WHAT THE EXERCISE ASKS | Show every line from the data below that includes "sample".

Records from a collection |
══════════════════════════════

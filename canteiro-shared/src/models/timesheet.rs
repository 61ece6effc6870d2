//! Timesheet entries
//!
//! An entry is a clock-in with an optional clock-out. Each employee has at most one open
//! entry; clocking while one is open closes it. Monthly summaries only count closed
//! entries whose clock-in falls inside the month.

use chrono::{DateTime, Datelike, NaiveDate, TimeZone, Utc};
use serde::{Deserialize, Serialize};
use sqlx::{PgPool, Postgres, QueryBuilder};
use std::borrow::Cow;
use uuid::Uuid;
use validator::{Validate, ValidationError};

use super::{double_option, push_set, Page, PageRequest};

#[derive(Debug, Clone, Copy, PartialEq, Eq, Default, Serialize, Deserialize, sqlx::Type)]
#[sqlx(type_name = "clock_method", rename_all = "snake_case")]
#[serde(rename_all = "snake_case")]
pub enum ClockMethod {
    QrCode,
    Face,
    Fingerprint,
    #[default]
    Manual,
}

#[derive(Debug, Clone, Serialize, Deserialize, sqlx::FromRow)]
pub struct TimesheetEntry {
    pub id: Uuid,
    pub company_id: Uuid,
    pub employee_id: Uuid,
    pub clock_in: DateTime<Utc>,
    pub clock_out: Option<DateTime<Utc>>,
    pub method: ClockMethod,
    pub notes: Option<String>,
    pub created_at: DateTime<Utc>,
    pub updated_at: DateTime<Utc>,
}

impl TimesheetEntry {
    /// Worked minutes for a closed entry
    pub fn worked_minutes(&self) -> Option<i64> {
        self.clock_out.map(|out| (out - self.clock_in).num_minutes())
    }
}

#[derive(Debug, Clone, Deserialize, Validate)]
#[validate(schema(function = "check_entry_order"))]
pub struct CreateTimesheetEntry {
    pub employee_id: Uuid,
    pub clock_in: DateTime<Utc>,
    pub clock_out: Option<DateTime<Utc>>,

    #[serde(default)]
    pub method: ClockMethod,

    #[validate(length(max = 2000))]
    pub notes: Option<String>,
}

fn check_entry_order(data: &CreateTimesheetEntry) -> Result<(), ValidationError> {
    match data.clock_out {
        Some(out) if out <= data.clock_in => {
            let mut err = ValidationError::new("clock_out");
            err.message = Some(Cow::Borrowed("Clock-out must be after clock-in"));
            Err(err)
        }
        _ => Ok(()),
    }
}

#[derive(Debug, Clone, Default, Deserialize, Validate)]
pub struct UpdateTimesheetEntry {
    pub clock_in: Option<DateTime<Utc>>,

    #[serde(default, deserialize_with = "double_option")]
    pub clock_out: Option<Option<DateTime<Utc>>>,

    pub method: Option<ClockMethod>,

    #[serde(default, deserialize_with = "double_option")]
    pub notes: Option<Option<String>>,
}

#[derive(Debug, Clone, Default, Deserialize)]
pub struct TimesheetFilter {
    pub employee_id: Option<Uuid>,
    pub from: Option<DateTime<Utc>>,
    pub to: Option<DateTime<Utc>>,
    /// Only entries without a clock-out
    pub open: Option<bool>,
}

/// Result of a clock toggle
#[derive(Debug, Clone, Serialize)]
#[serde(tag = "event", content = "entry", rename_all = "snake_case")]
pub enum ClockEvent {
    ClockIn(TimesheetEntry),
    ClockOut(TimesheetEntry),
}

/// Month given as `YYYY-MM`
#[derive(Debug, Clone, Copy, PartialEq, Eq)]
pub struct Month {
    pub year: i32,
    pub month: u32,
}

impl Month {
    pub fn parse(input: &str) -> Option<Self> {
        let (year, month) = input.trim().split_once('-')?;
        if year.len() != 4 || month.len() != 2 {
            return None;
        }
        let year: i32 = year.parse().ok()?;
        let month: u32 = month.parse().ok()?;
        NaiveDate::from_ymd_opt(year, month, 1)?;
        Some(Self { year, month })
    }

    pub fn first_day(&self) -> Option<NaiveDate> {
        NaiveDate::from_ymd_opt(self.year, self.month, 1)
    }

    pub fn next(&self) -> Self {
        if self.month == 12 {
            Self { year: self.year + 1, month: 1 }
        } else {
            Self { year: self.year, month: self.month + 1 }
        }
    }

    pub fn previous(&self) -> Self {
        if self.month == 1 {
            Self { year: self.year - 1, month: 12 }
        } else {
            Self { year: self.year, month: self.month - 1 }
        }
    }

    pub fn of(date: NaiveDate) -> Self {
        Self { year: date.year(), month: date.month() }
    }

    /// `[start, end)` in UTC
    pub fn bounds(&self) -> Option<(DateTime<Utc>, DateTime<Utc>)> {
        let start = self.first_day()?.and_hms_opt(0, 0, 0)?;
        let end = self.next().first_day()?.and_hms_opt(0, 0, 0)?;
        Some((Utc.from_utc_datetime(&start), Utc.from_utc_datetime(&end)))
    }
}

impl std::fmt::Display for Month {
    fn fmt(&self, f: &mut std::fmt::Formatter<'_>) -> std::fmt::Result {
        write!(f, "{:04}-{:02}", self.year, self.month)
    }
}

/// Worked time totals for one employee and month
#[derive(Debug, Clone, PartialEq, Eq, Serialize)]
pub struct TimesheetSummary {
    pub employee_id: Uuid,
    pub month: String,
    pub worked_minutes: i64,
    pub closed_entries: i64,
    pub open_entries: i64,
    /// Distinct days with at least one clock-in
    pub days_worked: i64,
}

/// Folds entries into a summary
pub fn summarize(employee_id: Uuid, month: Month, entries: &[TimesheetEntry]) -> TimesheetSummary {
    let mut days: Vec<NaiveDate> = entries.iter().map(|e| e.clock_in.date_naive()).collect();
    days.sort_unstable();
    days.dedup();

    TimesheetSummary {
        employee_id,
        month: month.to_string(),
        worked_minutes: entries.iter().filter_map(TimesheetEntry::worked_minutes).sum(),
        closed_entries: entries.iter().filter(|e| e.clock_out.is_some()).count() as i64,
        open_entries: entries.iter().filter(|e| e.clock_out.is_none()).count() as i64,
        days_worked: days.len() as i64,
    }
}

const COLUMNS: &str = "id, company_id, employee_id, clock_in, clock_out, method, notes, created_at, updated_at";

fn push_filters(qb: &mut QueryBuilder<'_, Postgres>, company_id: Uuid, filter: &TimesheetFilter, page: &PageRequest) {
    qb.push(" WHERE company_id = ").push_bind(company_id);

    if let Some(employee_id) = filter.employee_id {
        qb.push(" AND employee_id = ").push_bind(employee_id);
    }
    if let Some(from) = filter.from {
        qb.push(" AND clock_in >= ").push_bind(from);
    }
    if let Some(to) = filter.to {
        qb.push(" AND clock_in < ").push_bind(to);
    }
    match filter.open {
        Some(true) => {
            qb.push(" AND clock_out IS NULL");
        }
        Some(false) => {
            qb.push(" AND clock_out IS NOT NULL");
        }
        None => {}
    }
    if let Some(pattern) = &page.search {
        qb.push(" AND notes ILIKE ").push_bind(pattern.clone());
    }
}

impl TimesheetEntry {
    pub const SORTABLE: &'static [&'static str] = &["clock_in", "clock_out", "method", "created_at"];

    /// Records a manual entry; `None` when the employee is not in the company
    ///
    /// A second open entry for the same employee violates `timesheet_entries_open_key`.
    pub async fn create(
        pool: &PgPool,
        company_id: Uuid,
        data: CreateTimesheetEntry,
    ) -> Result<Option<Self>, sqlx::Error> {
        let entry = sqlx::query_as::<_, TimesheetEntry>(&format!(
            r#"
            INSERT INTO timesheet_entries (company_id, employee_id, clock_in, clock_out, method, notes)
            SELECT $1, $2, $3, $4, $5, $6
            WHERE EXISTS (SELECT 1 FROM employees WHERE id = $2 AND company_id = $1)
            RETURNING {}
            "#,
            COLUMNS
        ))
        .bind(company_id)
        .bind(data.employee_id)
        .bind(data.clock_in)
        .bind(data.clock_out)
        .bind(data.method)
        .bind(data.notes)
        .fetch_optional(pool)
        .await?;

        Ok(entry)
    }

    /// Clocks an employee in, or out when an entry is open
    ///
    /// Returns `None` when the employee is not an active member of the company.
    pub async fn clock(
        pool: &PgPool,
        company_id: Uuid,
        employee_id: Uuid,
        method: ClockMethod,
        at: DateTime<Utc>,
    ) -> Result<Option<ClockEvent>, sqlx::Error> {
        let mut tx = pool.begin().await?;

        let active: Option<Uuid> = sqlx::query_scalar(
            "SELECT id FROM employees WHERE company_id = $1 AND id = $2 AND status = 'active' FOR UPDATE",
        )
        .bind(company_id)
        .bind(employee_id)
        .fetch_optional(&mut *tx)
        .await?;
        if active.is_none() {
            return Ok(None);
        }

        let closed = sqlx::query_as::<_, TimesheetEntry>(&format!(
            r#"
            UPDATE timesheet_entries
            SET clock_out = GREATEST($2, clock_in + INTERVAL '1 minute'), updated_at = NOW()
            WHERE employee_id = $1 AND clock_out IS NULL
            RETURNING {}
            "#,
            COLUMNS
        ))
        .bind(employee_id)
        .bind(at)
        .fetch_optional(&mut *tx)
        .await?;

        let event = match closed {
            Some(entry) => ClockEvent::ClockOut(entry),
            None => {
                let entry = sqlx::query_as::<_, TimesheetEntry>(&format!(
                    r#"
                    INSERT INTO timesheet_entries (company_id, employee_id, clock_in, method)
                    VALUES ($1, $2, $3, $4)
                    RETURNING {}
                    "#,
                    COLUMNS
                ))
                .bind(company_id)
                .bind(employee_id)
                .bind(at)
                .bind(method)
                .fetch_one(&mut *tx)
                .await?;
                ClockEvent::ClockIn(entry)
            }
        };

        tx.commit().await?;

        Ok(Some(event))
    }

    /// Entries whose clock-in falls inside the month
    pub async fn for_month(
        pool: &PgPool,
        company_id: Uuid,
        employee_id: Uuid,
        month: Month,
    ) -> Result<Vec<Self>, sqlx::Error> {
        let Some((start, end)) = month.bounds() else {
            return Ok(Vec::new());
        };

        let entries = sqlx::query_as::<_, TimesheetEntry>(&format!(
            r#"
            SELECT {}
            FROM timesheet_entries
            WHERE company_id = $1 AND employee_id = $2 AND clock_in >= $3 AND clock_in < $4
            ORDER BY clock_in
            "#,
            COLUMNS
        ))
        .bind(company_id)
        .bind(employee_id)
        .bind(start)
        .bind(end)
        .fetch_all(pool)
        .await?;

        Ok(entries)
    }

    pub async fn find_by_id(pool: &PgPool, company_id: Uuid, id: Uuid) -> Result<Option<Self>, sqlx::Error> {
        let entry = sqlx::query_as::<_, TimesheetEntry>(&format!(
            "SELECT {} FROM timesheet_entries WHERE company_id = $1 AND id = $2",
            COLUMNS
        ))
        .bind(company_id)
        .bind(id)
        .fetch_optional(pool)
        .await?;

        Ok(entry)
    }

    pub async fn list(
        pool: &PgPool,
        company_id: Uuid,
        filter: &TimesheetFilter,
        page: &PageRequest,
    ) -> Result<Page<Self>, sqlx::Error> {
        let mut count = QueryBuilder::new("SELECT COUNT(*) FROM timesheet_entries");
        push_filters(&mut count, company_id, filter, page);
        let total: i64 = count.build_query_scalar::<i64>().fetch_one(pool).await?;

        let mut query = QueryBuilder::new(format!("SELECT {} FROM timesheet_entries", COLUMNS));
        push_filters(&mut query, company_id, filter, page);
        page.push_tail(&mut query);
        let items = query.build_query_as::<TimesheetEntry>().fetch_all(pool).await?;

        Ok(Page::new(items, total, page))
    }

    /// Partial update; the order check constraint rejects a clock-out before clock-in
    pub async fn update(
        pool: &PgPool,
        company_id: Uuid,
        id: Uuid,
        data: UpdateTimesheetEntry,
    ) -> Result<Option<Self>, sqlx::Error> {
        let mut qb = QueryBuilder::new("UPDATE timesheet_entries SET updated_at = NOW()");
        push_set(&mut qb, "clock_in", data.clock_in);
        push_set(&mut qb, "clock_out", data.clock_out);
        push_set(&mut qb, "method", data.method);
        push_set(&mut qb, "notes", data.notes);
        qb.push(" WHERE company_id = ")
            .push_bind(company_id)
            .push(" AND id = ")
            .push_bind(id)
            .push(" RETURNING ")
            .push(COLUMNS);

        let entry = qb.build_query_as::<TimesheetEntry>().fetch_optional(pool).await?;

        Ok(entry)
    }

    pub async fn delete(pool: &PgPool, company_id: Uuid, id: Uuid) -> Result<bool, sqlx::Error> {
        let result = sqlx::query("DELETE FROM timesheet_entries WHERE company_id = $1 AND id = $2")
            .bind(company_id)
            .bind(id)
            .execute(pool)
            .await?;

        Ok(result.rows_affected() > 0)
    }
}

#[cfg(test)]
mod tests {
    use super::*;
    use chrono::Duration;

    fn entry(clock_in: DateTime<Utc>, minutes: Option<i64>) -> TimesheetEntry {
        TimesheetEntry {
            id: Uuid::new_v4(),
            company_id: Uuid::nil(),
            employee_id: Uuid::nil(),
            clock_in,
            clock_out: minutes.map(|m| clock_in + Duration::minutes(m)),
            method: ClockMethod::QrCode,
            notes: None,
            created_at: clock_in,
            updated_at: clock_in,
        }
    }

    fn at(day: u32, hour: u32) -> DateTime<Utc> {
        Utc.with_ymd_and_hms(2025, 3, day, hour, 0, 0).unwrap()
    }

    #[test]
    fn test_month_parse() {
        assert_eq!(Month::parse("2025-03"), Some(Month { year: 2025, month: 3 }));
        assert_eq!(Month::parse("2025-3"), None);
        assert_eq!(Month::parse("2025-13"), None);
        assert_eq!(Month::parse("march"), None);
        assert_eq!(Month { year: 2025, month: 3 }.to_string(), "2025-03");
    }

    #[test]
    fn test_month_bounds_roll_over_year() {
        let (start, end) = Month { year: 2024, month: 12 }.bounds().unwrap();
        assert_eq!(start, Utc.with_ymd_and_hms(2024, 12, 1, 0, 0, 0).unwrap());
        assert_eq!(end, Utc.with_ymd_and_hms(2025, 1, 1, 0, 0, 0).unwrap());
    }

    #[test]
    fn test_summarize() {
        let employee = Uuid::new_v4();
        let entries = vec![
            entry(at(3, 7), Some(4 * 60)),
            entry(at(3, 13), Some(4 * 60 + 30)),
            entry(at(4, 7), Some(8 * 60)),
            entry(at(5, 7), None),
        ];

        let summary = summarize(employee, Month { year: 2025, month: 3 }, &entries);

        assert_eq!(summary.worked_minutes, 16 * 60 + 30);
        assert_eq!(summary.closed_entries, 3);
        assert_eq!(summary.open_entries, 1);
        assert_eq!(summary.days_worked, 3);
        assert_eq!(summary.month, "2025-03");
    }

    #[test]
    fn test_entry_order_validation() {
        let data = CreateTimesheetEntry {
            employee_id: Uuid::new_v4(),
            clock_in: at(3, 8),
            clock_out: Some(at(3, 7)),
            method: ClockMethod::Manual,
            notes: None,
        };
        assert!(data.validate().is_err());
    }

    #[test]
    fn test_clock_event_serde() {
        let json = serde_json::to_value(ClockEvent::ClockIn(entry(at(3, 7), None))).unwrap();
        assert_eq!(json["event"], "clock_in");
        assert!(json["entry"]["clock_out"].is_null());
    }
}
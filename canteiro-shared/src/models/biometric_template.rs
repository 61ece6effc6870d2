//! Enrolled biometric templates
//!
//! Only the digest from `crate::biometric::template_digest` is stored. A digest is
//! unique per company and kind, so one sample cannot identify two employees.

use chrono::{DateTime, Utc};
use serde::Serialize;
use sqlx::PgPool;
use uuid::Uuid;

use crate::biometric::{template_digest, BiometricKind};

#[derive(Debug, Clone, Serialize, sqlx::FromRow)]
pub struct BiometricTemplate {
    pub id: Uuid,
    pub company_id: Uuid,
    pub employee_id: Uuid,
    pub kind: BiometricKind,
    #[serde(skip_serializing)]
    pub digest: Vec<u8>,
    pub created_at: DateTime<Utc>,
}

impl BiometricTemplate {
    /// Enrols a sample for an employee
    ///
    /// Fails with a `biometric_templates_digest_key` unique violation when the same
    /// sample is already enrolled in the company.
    pub async fn enroll(
        pool: &PgPool,
        company_id: Uuid,
        employee_id: Uuid,
        kind: BiometricKind,
        sample: &[u8],
    ) -> Result<Self, sqlx::Error> {
        let template = sqlx::query_as::<_, BiometricTemplate>(
            r#"
            INSERT INTO biometric_templates (company_id, employee_id, kind, digest)
            VALUES ($1, $2, $3, $4)
            RETURNING id, company_id, employee_id, kind, digest, created_at
            "#,
        )
        .bind(company_id)
        .bind(employee_id)
        .bind(kind)
        .bind(template_digest(kind, sample))
        .fetch_one(pool)
        .await?;

        Ok(template)
    }

    pub async fn list_for_employee(
        pool: &PgPool,
        company_id: Uuid,
        employee_id: Uuid,
    ) -> Result<Vec<Self>, sqlx::Error> {
        let templates = sqlx::query_as::<_, BiometricTemplate>(
            r#"
            SELECT id, company_id, employee_id, kind, digest, created_at
            FROM biometric_templates
            WHERE company_id = $1 AND employee_id = $2
            ORDER BY created_at
            "#,
        )
        .bind(company_id)
        .bind(employee_id)
        .fetch_all(pool)
        .await?;

        Ok(templates)
    }

    /// Removes every template of one kind for an employee
    pub async fn delete_for_employee(
        pool: &PgPool,
        company_id: Uuid,
        employee_id: Uuid,
        kind: BiometricKind,
    ) -> Result<u64, sqlx::Error> {
        let result = sqlx::query(
            "DELETE FROM biometric_templates WHERE company_id = $1 AND employee_id = $2 AND kind = $3",
        )
        .bind(company_id)
        .bind(employee_id)
        .bind(kind)
        .execute(pool)
        .await?;

        Ok(result.rows_affected())
    }
}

══════════════════════════════

ANSWER TO THE EXERCISE |
//! unique per company and kind, so one sample cannot identify two employees.
    /// Enrols a sample for an employee
    /// sample is already enrolled in the company.
        sample: &[u8],
        .bind(template_digest(kind, sample))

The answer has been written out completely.